Do you have flextime or multiple shifts? How do you handle slow periods?

Voluntary flextime is followed. During slow periods, cath lab nurses complete pre- and post-procedural patient calls, contact patients for reminders regarding upcoming outpatient clinic appointments, perform telephone follow-up for heart failure clinic patients, provide inpatient heart failure education, participate in data abstraction for ACC registry input, and assist in stress testing performance.

Do staff members have any perks that you might like to share?

Staff have free parking and opportunities to travel to attend educational conferences.

Has your lab recently undergone a national accrediting agency inspection?

The cath lab was accredited by the Joint Commission last year.

What trends have you seen in your procedures and/or patient population?

As patients live longer, we are frequently encountering individuals in their late 70s and 80s requiring treatment for coronary artery disease and other vascular disease, with multivessel coronary disease more commonly encountered. Given Montanans’ reduced access to primary care providers, especially in rural communities, late presentation of cardiomyopathy and valvular heart disease is frequently seen. Patients requiring endovascular procedures for SFA/popliteal and tibial disease represent the largest growth area in our cath lab.

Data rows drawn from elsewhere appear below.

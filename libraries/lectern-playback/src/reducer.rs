//! Playback state transitions
//!
//! `reduce` is a pure function from (state, playlist, action) to the next
//! state plus the side effects the driver must perform. It never touches the
//! media resource itself, so every transition is testable without a player.
//!
//! ```text
//!          play            pause
//!   Idle ────────► Playing ──────► Paused
//!                   ▲  │  ◄──────
//!             play  │  │ ended      play
//!                   │  ▼
//!                  Ended
//! ```
//!
//! Selecting an item always lands in `Idle` with a fresh generation.

use crate::mime::mime_type_for;
use crate::playlist::Playlist;
use crate::types::{Generation, PlaybackState, PlayerStatus};
use crate::volume::Volume;
use lectern_core::MaterialId;
use serde::{Deserialize, Serialize};

/// Event reported by the media resource
#[derive(Debug, Clone, PartialEq, Serialize, Deserialize)]
pub enum ResourceEvent {
    /// Playback position, in seconds
    TimeUpdate(f64),

    /// Duration became known, in seconds
    MetadataLoaded(f64),

    /// Reached the natural end
    Ended,

    /// Load or playback failure
    Error(String),
}

/// Inputs to the reducer
#[derive(Debug, Clone, PartialEq)]
pub enum Action {
    Play,
    Pause,
    TogglePlayback,

    /// Jump to a percentage of the duration (0-100)
    Seek { percent: f64 },

    SetVolume(f64),

    /// Select a playlist index (bounds are checked by the caller)
    Select { index: usize },

    /// The playlist was rebuilt
    ///
    /// `initial_resolved` means `start_index` points at the requested initial
    /// item, which is selected unless it is already current. Otherwise the
    /// current item is kept if it survived, else `start_index` is selected.
    PlaylistReplaced {
        start_index: usize,
        initial_resolved: bool,
    },

    TogglePlaylist,
    SetPlaylistVisible(bool),

    /// Event from the resource, tagged with the generation of its load
    Resource {
        generation: Generation,
        event: ResourceEvent,
    },
}

/// Side effect requested by a transition
#[derive(Debug, Clone, PartialEq)]
pub enum Effect {
    /// Drop listeners and the loaded resource
    Release,

    /// Load a resource and subscribe listeners tagged with `generation`
    Load {
        url: String,
        mime_type: &'static str,
        generation: Generation,
    },

    Play,
    Pause,

    /// Move the resource's playhead, in seconds
    SetCurrentTime(f64),

    SetVolume(f64),

    /// Natural end of an item; the completion callback fires
    ReportCompletion(MaterialId),
}

/// How an action was handled
#[derive(Debug, Clone, Copy, PartialEq, Eq)]
pub enum Disposition {
    /// State and/or effects changed
    Applied,

    /// Not valid in the current state; nothing changed
    Ignored,

    /// Resource event from a superseded generation; discarded
    Stale,
}

/// Result of one reducer step
#[derive(Debug, Clone, PartialEq)]
pub struct Transition {
    pub state: PlaybackState,
    pub effects: Vec<Effect>,
    pub disposition: Disposition,
}

impl Transition {
    fn applied(state: PlaybackState, effects: Vec<Effect>) -> Self {
        Self {
            state,
            effects,
            disposition: Disposition::Applied,
        }
    }

    fn unchanged(state: &PlaybackState, disposition: Disposition) -> Self {
        Self {
            state: state.clone(),
            effects: Vec::new(),
            disposition,
        }
    }
}

/// Compute the next state for `action`
pub fn reduce(state: &PlaybackState, playlist: &Playlist, action: Action) -> Transition {
    match action {
        Action::Play => play(state),
        Action::Pause => pause(state),
        Action::TogglePlayback => {
            if state.is_playing {
                pause(state)
            } else {
                play(state)
            }
        }
        Action::Seek { percent } => seek(state, percent),
        Action::SetVolume(level) => match Volume::try_new(level) {
            Some(volume) => {
                let mut next = state.clone();
                next.volume = volume;
                Transition::applied(next, vec![Effect::SetVolume(volume.level())])
            }
            None => Transition::unchanged(state, Disposition::Ignored),
        },
        Action::Select { index } => select(state, playlist, index),
        Action::PlaylistReplaced {
            start_index,
            initial_resolved,
        } => playlist_replaced(state, playlist, start_index, initial_resolved),
        Action::TogglePlaylist => {
            let mut next = state.clone();
            next.playlist_visible = !state.playlist_visible;
            Transition::applied(next, Vec::new())
        }
        Action::SetPlaylistVisible(visible) => {
            if state.playlist_visible == visible {
                return Transition::unchanged(state, Disposition::Ignored);
            }
            let mut next = state.clone();
            next.playlist_visible = visible;
            Transition::applied(next, Vec::new())
        }
        Action::Resource { generation, event } => resource_event(state, generation, event),
    }
}

fn play(state: &PlaybackState) -> Transition {
    // A failed load is only retried by selecting the item again
    if !state.has_selection() || state.load_error.is_some() {
        return Transition::unchanged(state, Disposition::Ignored);
    }

    match state.status {
        PlayerStatus::Playing => Transition::unchanged(state, Disposition::Ignored),
        PlayerStatus::Idle | PlayerStatus::Paused => {
            Transition::applied(with_status(state, PlayerStatus::Playing), vec![Effect::Play])
        }
        PlayerStatus::Ended => Transition::applied(
            with_status(state, PlayerStatus::Playing),
            vec![Effect::SetCurrentTime(0.0), Effect::Play],
        ),
    }
}

fn pause(state: &PlaybackState) -> Transition {
    if state.status == PlayerStatus::Playing {
        Transition::applied(with_status(state, PlayerStatus::Paused), vec![Effect::Pause])
    } else {
        Transition::unchanged(state, Disposition::Ignored)
    }
}

fn seek(state: &PlaybackState, percent: f64) -> Transition {
    if !state.has_selection() || !percent.is_finite() {
        return Transition::unchanged(state, Disposition::Ignored);
    }

    let target = percent.clamp(0.0, 100.0) / 100.0 * state.duration;

    // current_time follows the resource's next report, not the request
    let next = if state.status == PlayerStatus::Ended {
        with_status(state, PlayerStatus::Paused)
    } else {
        state.clone()
    };

    Transition::applied(next, vec![Effect::SetCurrentTime(target)])
}

fn select(state: &PlaybackState, playlist: &Playlist, index: usize) -> Transition {
    let Some(item) = playlist.get(index) else {
        return Transition::unchanged(state, Disposition::Ignored);
    };

    let generation = state.generation.next();
    let effects = vec![
        Effect::Release,
        Effect::Load {
            url: item.url.clone(),
            mime_type: mime_type_for(item),
            generation,
        },
        Effect::SetVolume(state.volume.level()),
    ];

    let next = PlaybackState {
        current_item: Some(item.clone()),
        current_index: index,
        status: PlayerStatus::Idle,
        is_playing: false,
        current_time: 0.0,
        duration: 0.0,
        generation,
        load_error: None,
        ..state.clone()
    };

    Transition::applied(next, effects)
}

fn playlist_replaced(
    state: &PlaybackState,
    playlist: &Playlist,
    start_index: usize,
    initial_resolved: bool,
) -> Transition {
    if playlist.is_empty() {
        let next = PlaybackState {
            current_item: None,
            current_index: 0,
            status: PlayerStatus::Idle,
            is_playing: false,
            current_time: 0.0,
            duration: 0.0,
            generation: state.generation.next(),
            load_error: None,
            ..state.clone()
        };
        return Transition::applied(next, vec![Effect::Release]);
    }

    let surviving = state
        .current_item
        .as_ref()
        .and_then(|item| playlist.position_of(item.id));

    if initial_resolved && surviving != Some(start_index) {
        return select(state, playlist, start_index);
    }

    match surviving {
        Some(index) => {
            // Same item, possibly at a new position; the resource stays loaded
            let mut next = state.clone();
            next.current_index = index;
            next.current_item = playlist.get(index).cloned();
            Transition::applied(next, Vec::new())
        }
        None => {
            let index = if start_index < playlist.len() { start_index } else { 0 };
            select(state, playlist, index)
        }
    }
}

fn resource_event(state: &PlaybackState, generation: Generation, event: ResourceEvent) -> Transition {
    if generation != state.generation || !state.has_selection() {
        return Transition::unchanged(state, Disposition::Stale);
    }

    match event {
        ResourceEvent::TimeUpdate(secs) => {
            if !secs.is_finite() {
                return Transition::unchanged(state, Disposition::Ignored);
            }
            let mut next = state.clone();
            next.current_time = secs.clamp(0.0, state.duration);
            Transition::applied(next, Vec::new())
        }
        ResourceEvent::MetadataLoaded(secs) => {
            let mut next = state.clone();
            next.duration = if secs.is_finite() && secs > 0.0 { secs } else { 0.0 };
            next.current_time = state.current_time.min(next.duration);
            Transition::applied(next, Vec::new())
        }
        ResourceEvent::Ended => {
            let Some(item) = state.current_item.as_ref() else {
                return Transition::unchanged(state, Disposition::Ignored);
            };
            // a failed load never counts as watched
            if state.status == PlayerStatus::Ended || state.load_error.is_some() {
                return Transition::unchanged(state, Disposition::Ignored);
            }
            let mut next = with_status(state, PlayerStatus::Ended);
            next.current_time = state.duration;
            Transition::applied(next, vec![Effect::ReportCompletion(item.id)])
        }
        ResourceEvent::Error(message) => {
            let mut next = with_status(state, PlayerStatus::Idle);
            next.load_error = Some(message);
            Transition::applied(next, Vec::new())
        }
    }
}

fn with_status(state: &PlaybackState, status: PlayerStatus) -> PlaybackState {
    PlaybackState {
        status,
        is_playing: status == PlayerStatus::Playing,
        ..state.clone()
    }
}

What is unique or innovative about your cath lab and staff?

Our team rapidly adopted a same-day discharge policy for all elective PCI and endovascular interventional cases performed using radial access. Radial access has become the “default” approach for all STEMI and most coronary cases. We are continuing to push the envelope by also using radial access for endovascular procedures. We are providing input to industry for the development of longer sheaths and devices to better reach into SFA and tibial arteries from the radial approach.

Is there a problem or challenge your lab has faced?

One of our biggest challenges is hiring qualified nursing and CVT staff, given the higher costs of living in a “mountain town” in a beautiful setting in western Montana. We also have a requirement that call staff be able to arrive in the cath lab within 20 minutes of being paged.

What’s special about your city or general regional area in comparison to the rest of the U.S.?  How does it affect your “cath lab culture”?

Physically, Montana is the fourth largest state, although our population is just over 1,000,000, with only 9 PCI centers. Our state is often referred to as “Big Sky Country” and “The Last Best Place.” Missoula is located in the far western part of the state, less than 3 hours from Glacier National Park, and 4 hours from Yellowstone National Park. Missoula is the home of the University of Montana, and the location for the book “A River Runs Through It.” The Blackfeet and Salish & Kootenai reservations are just north of Missoula, where we staff one of our outreach clinics. Our region is one of the fastest growing in Montana, with many retirees over the age of 55 moving to nearby rural areas for the outdoor scenery and wildlife, blue-ribbon trout fishing, hiking, camping, skiing, and quality of life. Billings Clinic Heart and Vascular at Community Medical Center is committed to having their cardiologists travel to rural outreach clinics each week to provide state-of-the-art cardiology and vascular care. Our “cath lab culture” incorporates our desire to maintain a great work-life balance for our staff, with our passion for delivering “best practice” interventional services to our fellow Montanans. Feedback from patients following same-day discharge after radial artery access has been excellent, as many patients must return as quickly as possible to responsibilities for caring for their livestock and wheat fields on ranches.

A question from the American College of Cardiology’s National Cardiovascular Data Registry:

How do you use the NCDR Outcome Reports to drive quality improvement (QI) initiatives at your facility?

We present to the administrative senior leadership team all STEMI cases within 48 hours, with feedback reports provided to EMS team involved in the case, and to cath lab and ED staff. Quarterly institutional reports are reviewed by cardiologists, cath lab staff, and administration. QI initiatives are generated from these reports, and progress is tracked.